[What you should do]: Reply with each record repeated exactly.

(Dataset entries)
━━━━━━━━
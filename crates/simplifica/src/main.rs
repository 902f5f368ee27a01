//! simplifica CLI
#![deny(unsafe_code)]

use anyhow::Context;
use clap::Parser;
use simplifica::{Cli, Commands, commands};
use simplifica_core::config::ConfigLoader;
use tracing::debug;

mod observability;

fn main() -> anyhow::Result<()> {
    let cli = Cli::parse();
    cli.color.apply();

    if cli.version_only {
        println!("{}", env!("CARGO_PKG_VERSION"));
        return Ok(());
    }

    // arg_required_else_help ensures we have --version-only or a subcommand
    let Some(command) = cli.command else {
        return Ok(());
    };

    if let Some(ref dir) = cli.chdir {
        std::env::set_current_dir(dir)
            .with_context(|| format!("failed to change directory to {}", dir.display()))?;
    }

    let cwd = std::env::current_dir().context("failed to determine current directory")?;
    let cwd = camino::Utf8PathBuf::try_from(cwd).map_err(|e| {
        anyhow::anyhow!(
            "current directory is not valid UTF-8: {}",
            e.into_path_buf().display()
        )
    })?;
    let mut loader = ConfigLoader::new().with_project_search(&cwd);
    if let Some(ref config_path) = cli.config {
        let config_path = camino::Utf8PathBuf::try_from(config_path.clone()).map_err(|e| {
            anyhow::anyhow!(
                "config path is not valid UTF-8: {}",
                e.into_path_buf().display()
            )
        })?;
        loader = loader.with_file(&config_path);
    }
    let (config, config_sources) = loader.load().context("failed to load configuration")?;

    let obs_config = observability::ObservabilityConfig::from_env_with_overrides(
        config
            .log_dir
            .as_ref()
            .map(|dir| dir.as_std_path().to_path_buf()),
    );
    let env_filter = observability::env_filter(cli.quiet, cli.verbose, config.log_level.as_str());
    let _guard = observability::init_observability(&obs_config, env_filter)
        .context("failed to initialize logging/tracing")?;

    debug!(
        verbose = cli.verbose,
        quiet = cli.quiet,
        json = cli.json,
        color = ?cli.color,
        chdir = ?cli.chdir,
        "CLI initialized"
    );

    let max_input = config.input_limit();

    let result = match command {
        Commands::Score(args) => commands::score::cmd_score(args, cli.json, max_input),
        Commands::Segment(args) => {
            commands::segment::cmd_segment(args, cli.json, config.segmenter, max_input)
        }
        Commands::Highlight(args) => {
            commands::highlight::cmd_highlight(args, cli.json, &config, max_input)
        }
        Commands::Apply(args) => commands::apply::cmd_apply(args, cli.json, &config, max_input),
        Commands::Suggest(args) => {
            let rt = tokio::runtime::Runtime::new()
                .context("failed to create async runtime for suggestion request")?;
            rt.block_on(commands::suggest::cmd_suggest(args, cli.json, &config))
        }
        Commands::Key(args) => commands::key::cmd_key(args, cli.json, &config),
        Commands::Info(args) => commands::info::cmd_info(args, cli.json, &config, &config_sources),
        #[cfg(feature = "mcp")]
        Commands::Serve(args) => {
            let rt = tokio::runtime::Runtime::new()
                .context("failed to create async runtime for MCP server")?;
            rt.block_on(commands::serve::cmd_serve(args, max_input, config))
        }
    };
    if let Err(ref err) = result {
        tracing::error!(error = %err, "fatal error");
    }
    result
}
━━━━━━━━
[Response]:
filename crates/simplifica/src/main.rs
repository 902f5f368ee27a01
//! simplifica CLI
#![deny(unsafe_code)]

use anyhow::Context;
use clap::Parser;
use simplifica::{Cli, Commands, commands};
use simplifica_core::config::ConfigLoader;
use tracing::debug;

mod observability;

fn main() -> anyhow::Result<()> {
    let cli = Cli::parse();
    cli.color.apply();

    if cli.version_only {
        println!("{}", env!("CARGO_PKG_VERSION"));
        return Ok(());
    }

    // arg_required_else_help ensures we have --version-only or a subcommand
    let Some(command) = cli.command else {
        return Ok(());
    };

    if let Some(ref dir) = cli.chdir {
        std::env::set_current_dir(dir)
            .with_context(|| format!("failed to change directory to {}", dir.display()))?;
    }

    let cwd = std::env::current_dir().context("failed to determine current directory")?;
    let cwd = camino::Utf8PathBuf::try_from(cwd).map_err(|e| {
        anyhow::anyhow!(
            "current directory is not valid UTF-8: {}",
            e.into_path_buf().display()
        )
    })?;
    let mut loader = ConfigLoader::new().with_project_search(&cwd);
    if let Some(ref config_path) = cli.config {
        let config_path = camino::Utf8PathBuf::try_from(config_path.clone()).map_err(|e| {
            anyhow::anyhow!(
                "config path is not valid UTF-8: {}",
                e.into_path_buf().display()
            )
        })?;
        loader = loader.with_file(&config_path);
    }
    let (config, config_sources) = loader.load().context("failed to load configuration")?;

    let obs_config = observability::ObservabilityConfig::from_env_with_overrides(
        config
            .log_dir
            .as_ref()
            .map(|dir| dir.as_std_path().to_path_buf()),
    );
    let env_filter = observability::env_filter(cli.quiet, cli.verbose, config.log_level.as_str());
    let _guard = observability::init_observability(&obs_config, env_filter)
        .context("failed to initialize logging/tracing")?;

    debug!(
        verbose = cli.verbose,
        quiet = cli.quiet,
        json = cli.json,
        color = ?cli.color,
        chdir = ?cli.chdir,
        "CLI initialized"
    );

    let max_input = config.input_limit();

    let result = match command {
        Commands::Score(args) => commands::score::cmd_score(args, cli.json, max_input),
        Commands::Segment(args) => {
            commands::segment::cmd_segment(args, cli.json, config.segmenter, max_input)
        }
        Commands::Highlight(args) => {
            commands::highlight::cmd_highlight(args, cli.json, &config, max_input)
        }
        Commands::Apply(args) => commands::apply::cmd_apply(args, cli.json, &config, max_input),
        Commands::Suggest(args) => {
            let rt = tokio::runtime::Runtime::new()
                .context("failed to create async runtime for suggestion request")?;
            rt.block_on(commands::suggest::cmd_suggest(args, cli.json, &config))
        }
        Commands::Key(args) => commands::key::cmd_key(args, cli.json, &config),
        Commands::Info(args) => commands::info::cmd_info(args, cli.json, &config, &config_sources),
        #[cfg(feature = "mcp")]
        Commands::Serve(args) => {
            let rt = tokio::runtime::Runtime::new()
                .context("failed to create async runtime for MCP server")?;
            rt.block_on(commands::serve::cmd_serve(args, max_input, config))
        }
    };
    if let Err(ref err) = result {
        tracing::error!(error = %err, "fatal error");
    }
    result
}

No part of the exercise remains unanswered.